Thursday, June 5, 2014

Horse Color Genetics: Tobiano

Review: E=black, A=bay, G=gray, Cr=cream, D=dun
Tobiano, for those of you that don't know, is a horse color in which the horse is two different colors in large splotches. The generic term for two-colored (or sometimes three-colored) horses is pinto, but tobiano is a more specific term. Each specific pinto term is defined by different genes.
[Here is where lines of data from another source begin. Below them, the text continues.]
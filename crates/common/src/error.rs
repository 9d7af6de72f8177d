//! Error types for matchwatch.

use std::time::Duration;

use thiserror::Error;

/// Application result type.
pub type AppResult<T> = Result<T, AppError>;

/// Boxed error returned by task handlers and other dynamic collaborators.
pub type BoxError = Box<dyn std::error::Error + Send + Sync>;

/// Application error type.
#[derive(Debug, Error)]
pub enum AppError {
    // === Setup Errors ===
    #[error("Configuration error: {0}")]
    Config(String),

    #[error("No handler registered for task type: {0}")]
    UnknownTaskType(String),

    // === Rate Limiting ===
    #[error("Rate limit exceeded: {reason}")]
    RateLimitExceeded {
        /// Why the call was denied (open breaker, exhausted quota, 429).
        reason: String,
        /// Suggested delay before the caller tries again, when known.
        retry_after: Option<Duration>,
    },

    // === Queue Errors ===
    #[error("Task queue is not running")]
    QueueNotRunning,

    #[error("Task queue is full ({0} pending tasks)")]
    QueueFull(usize),

    #[error("Not found: {0}")]
    NotFound(String),

    /// A task handler returned an error or panicked. Displays the
    /// handler's own message.
    #[error("{0}")]
    Handler(String),

    #[error("Timed out: {0}")]
    Timeout(String),

    // === External / Internal ===
    #[error("External service error: {0}")]
    ExternalService(String),

    #[error("Internal error: {0}")]
    Internal(String),
}

impl AppError {
    /// Shorthand for a rate-limit denial.
    #[must_use]
    pub fn rate_limited(reason: impl Into<String>, retry_after: Option<Duration>) -> Self {
        Self::RateLimitExceeded {
            reason: reason.into(),
            retry_after,
        }
    }

    /// Returns the machine-readable error code.
    #[must_use]
    pub const fn error_code(&self) -> &'static str {
        match self {
            Self::Config(_) => "CONFIG_ERROR",
            Self::UnknownTaskType(_) => "UNKNOWN_TASK_TYPE",
            Self::RateLimitExceeded { .. } => "RATE_LIMIT_EXCEEDED",
            Self::QueueNotRunning => "QUEUE_NOT_RUNNING",
            Self::QueueFull(_) => "QUEUE_FULL",
            Self::NotFound(_) => "NOT_FOUND",
            Self::Handler(_) => "HANDLER_ERROR",
            Self::Timeout(_) => "TIMEOUT",
            Self::ExternalService(_) => "EXTERNAL_SERVICE_ERROR",
            Self::Internal(_) => "INTERNAL_ERROR",
        }
    }

    /// Whether retrying the same operation later may succeed.
    ///
    /// Setup errors are fatal and never retryable.
    #[must_use]
    pub const fn is_retryable(&self) -> bool {
        matches!(
            self,
            Self::RateLimitExceeded { .. }
                | Self::QueueFull(_)
                | Self::Handler(_)
                | Self::Timeout(_)
                | Self::ExternalService(_)
        )
    }

    /// Suggested retry delay carried by a rate-limit denial.
    #[must_use]
    pub const fn retry_after(&self) -> Option<Duration> {
        match self {
            Self::RateLimitExceeded { retry_after, .. } => *retry_after,
            _ => None,
        }
    }
}

// === From implementations ===

impl From<config::ConfigError> for AppError {
    fn from(err: config::ConfigError) -> Self {
        Self::Config(err.to_string())
    }
}

impl From<serde_json::Error> for AppError {
    fn from(err: serde_json::Error) -> Self {
        Self::Internal(err.to_string())
    }
}

impl From<anyhow::Error> for AppError {
    fn from(err: anyhow::Error) -> Self {
        Self::Internal(err.to_string())
    }
}

#[cfg(test)]
mod tests {
    use super::*;

    #[test]
    fn test_error_codes() {
        assert_eq!(AppError::QueueNotRunning.error_code(), "QUEUE_NOT_RUNNING");
        assert_eq!(
            AppError::rate_limited("breaker open", None).error_code(),
            "RATE_LIMIT_EXCEEDED"
        );
        assert_eq!(
            AppError::UnknownTaskType("x".into()).error_code(),
            "UNKNOWN_TASK_TYPE"
        );
    }

    #[test]
    fn test_retryable() {
        assert!(AppError::rate_limited("quota", Some(Duration::from_secs(1))).is_retryable());
        assert!(AppError::Timeout("api".into()).is_retryable());
        assert!(!AppError::Config("bad".into()).is_retryable());
        assert!(!AppError::QueueNotRunning.is_retryable());
    }

    #[test]
    fn test_handler_error_keeps_message() {
        let err = AppError::Handler("upstream unavailable".into());
        assert_eq!(err.to_string(), "upstream unavailable");
        assert_eq!(err.error_code(), "HANDLER_ERROR");
        assert!(err.is_retryable());
    }

    #[test]
    fn test_retry_after() {
        let err = AppError::rate_limited("429", Some(Duration::from_secs(7)));
        assert_eq!(err.retry_after(), Some(Duration::from_secs(7)));
        assert_eq!(AppError::QueueNotRunning.retry_after(), None);
        assert_eq!(err.to_string(), "Rate limit exceeded: 429");
    }
}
To define a tobiano: any color combinations with white; the patches will be smooth, with white or color changing across the back between the withers and the top of the tail (like the horse below). Tobiano horses also generally have the darker color across their face and chest, like a shield. Tobiano is the most common pinto color; the amount of white will vary. Markings on the face may or may not be present, but will resemble solid-colored horse's markings on the face (star, stripe, blaze, etc.). If crazy markings are on the face, then another different pinto gene may also be present. Usually white below the knees and hocks (hocks are like the knee for the back legs). Tobiano's may or may not have blue eyes, any horse can have blue eyes.
The tobiano gene (or T, or TO) will show up, whether the horse is homozygous or heterozygous. The amount of craziness going on, or the amount of white, usually depends more on the parent from which it inherited the TO gene. For example: a tobiano horse with not very much white and is homozygous, bred with a recessive TO gene (to), will probably result in a foal with minimal white, like the tobiano parent.
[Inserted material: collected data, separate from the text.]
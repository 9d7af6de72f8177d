//! Background execution for matchwatch.
//!
//! - **Tasks**: [`BackgroundTask`] with priority, payload and retry state
//! - **Queue**: [`TaskQueue`], a priority heap drained by a fixed worker pool,
//!   with exponential backoff between attempts
//! - **Scheduler**: [`TaskScheduler`], fixed-delay recurring tasks
//! - **Manager**: [`WorkerManager`], owns both and runs health checks
//! - **Jobs**: typed payloads parsed at the handler boundary
//!
//! # Example
//!
//! ```no_run
//! use std::sync::Arc;
//! use std::time::Duration;
//!
//! use matchwatch_common::{AppResult, BoxError, Config, Metrics};
//! use matchwatch_queue::{Payload, TaskPriority, WorkerManager};
//!
//! async fn example() -> AppResult<()> {
//!     let config = Config::load()?;
//!     let manager = WorkerManager::from_config(&config, Arc::new(Metrics::new())).await?;
//!     manager.register_handler("ping", |payload: Payload| async move {
//!         Ok::<_, BoxError>(payload)
//!     });
//!     manager.start().await;
//!
//!     let id = manager
//!         .add_task("ping", Payload::new(), TaskPriority::Normal, None)
//!         .await?;
//!     let report = manager
//!         .wait_for_task_completion(&id, Duration::from_secs(5))
//!         .await?;
//!     println!("{:?}", report.status);
//!
//!     manager.stop().await;
//!     Ok(())
//! }
//! ```

pub mod handler;
pub mod jobs;
pub mod manager;
pub mod queue;
pub mod scheduler;
pub mod task;
pub mod workers;

pub use handler::TaskHandler;
pub use jobs::{
    AnalyzePlayersJob, CleanupCompletedTasksJob, FetchMatchHistoryJob, JobError, TaskJob,
};
pub use manager::{HealthReport, ManagerStats, SystemStats, WorkerConfig, WorkerManager};
pub use queue::{QueueConfig, QueueStats, TaskQueue, WeakTaskQueue};
pub use scheduler::{
    ScheduledTask, ScheduledTaskInfo, SchedulerConfig, SchedulerStats, TaskScheduler,
};
pub use task::{
    BackgroundTask, DEFAULT_MAX_RETRIES, Payload, TaskId, TaskPriority, TaskStatus,
    TaskStatusReport,
};
pub use workers::CleanupWorker;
Like I said before, any color can be tobiano. Chestnut, black, and palomino; also bay and buckskin. Bay and buckskin tobiano's are tri-colored horses, because their manes and tails are black, while their bodies are colored and white. However, horses with the cream gene (palomino, buckskin, dunskin) may produce foals that carry the TO gene, but it isn't apparent or is very washed out (a cremello horse's pattern wouldn't show). Sometimes the TO gene will block out other modifying genes. Other stranger, but still possible, colors, are roan and dun. The below horse is a roan tobiano.
Foals that are born with tobiano coloring will stay this way their whole lives. The color may vary a little once they shed out their baby fuzz, but the markings will always be the same. The only exception to this would be if they inherited a G gene, in which they would inevitably gray out, and their markings would no longer be visible unless they never grayed out all the way.